» EXERCISE DETAILS: Beginning with the first line of the entries below, quote each line until you reach and include the line with "event. Events are".

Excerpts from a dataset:
□ □ □ □

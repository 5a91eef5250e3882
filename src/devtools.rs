//! Devtools-style instrumentation for stores.
//!
//! [`Devtools`] is a pass-through [`Middleware`] that records every update as
//! a `(action, prev, next)` event. Events are logged at `debug`, kept in a
//! bounded history, and broadcast to listeners. A lagging listener loses
//! events; it never slows the store down.

use std::collections::VecDeque;
use std::fmt::Debug;
use std::sync::atomic::{AtomicU64, Ordering};
use std::sync::Arc;

use parking_lot::Mutex;
use tokio::sync::broadcast;

use crate::store::{Middleware, State};

pub const DEFAULT_HISTORY: usize = 64;

/// One recorded update.
#[derive(Debug, Clone, PartialEq)]
pub struct DevtoolsEvent<V> {
    /// Monotonic sequence number, starting at 1.
    pub seq: u64,
    pub store: String,
    pub action: String,
    pub prev: V,
    pub next: V,
}

pub struct Devtools<V> {
    seq: AtomicU64,
    capacity: usize,
    history: Mutex<VecDeque<DevtoolsEvent<V>>>,
    sender: broadcast::Sender<DevtoolsEvent<V>>,
}

impl<V: State + Debug> Devtools<V> {
    /// Keep at most `capacity` events in history (minimum 1).
    pub fn new(capacity: usize) -> Arc<Self> {
        let capacity = capacity.max(1);
        let (sender, _) = broadcast::channel(capacity);
        Arc::new(Self {
            seq: AtomicU64::new(0),
            capacity,
            history: Mutex::new(VecDeque::with_capacity(capacity)),
            sender,
        })
    }

    /// Receive events emitted from now on.
    pub fn listen(&self) -> broadcast::Receiver<DevtoolsEvent<V>> {
        self.sender.subscribe()
    }

    /// Recorded events, oldest first.
    pub fn history(&self) -> Vec<DevtoolsEvent<V>> {
        self.history.lock().iter().cloned().collect()
    }

    pub fn clear(&self) {
        self.history.lock().clear();
    }
}

impl<V: State + Debug> Middleware<V> for Devtools<V> {
    fn after_set(&self, store: &str, action: &str, prev: &V, next: &V) {
        let seq = self.seq.fetch_add(1, Ordering::Relaxed) + 1;
        tracing::debug!(
            store = %store,
            action = %action,
            seq = seq,
            prev = ?prev,
            next = ?next,
            "Store action"
        );

        let event = DevtoolsEvent {
            seq,
            store: store.to_string(),
            action: action.to_string(),
            prev: prev.clone(),
            next: next.clone(),
        };

        {
            let mut history = self.history.lock();
            if history.len() == self.capacity {
                history.pop_front();
            }
            history.push_back(event.clone());
        }

        // No listeners is fine.
        let _ = self.sender.send(event);
    }
}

□ □ □ □

» ANSWER BELOW:
repository 5a91eef5250e3882
filename src/devtools.rs
//! Devtools-style instrumentation for stores.
//!
//! [`Devtools`] is a pass-through [`Middleware`] that records every update as
//! a `(action, prev, next)` event. Events are logged at `debug`, kept in a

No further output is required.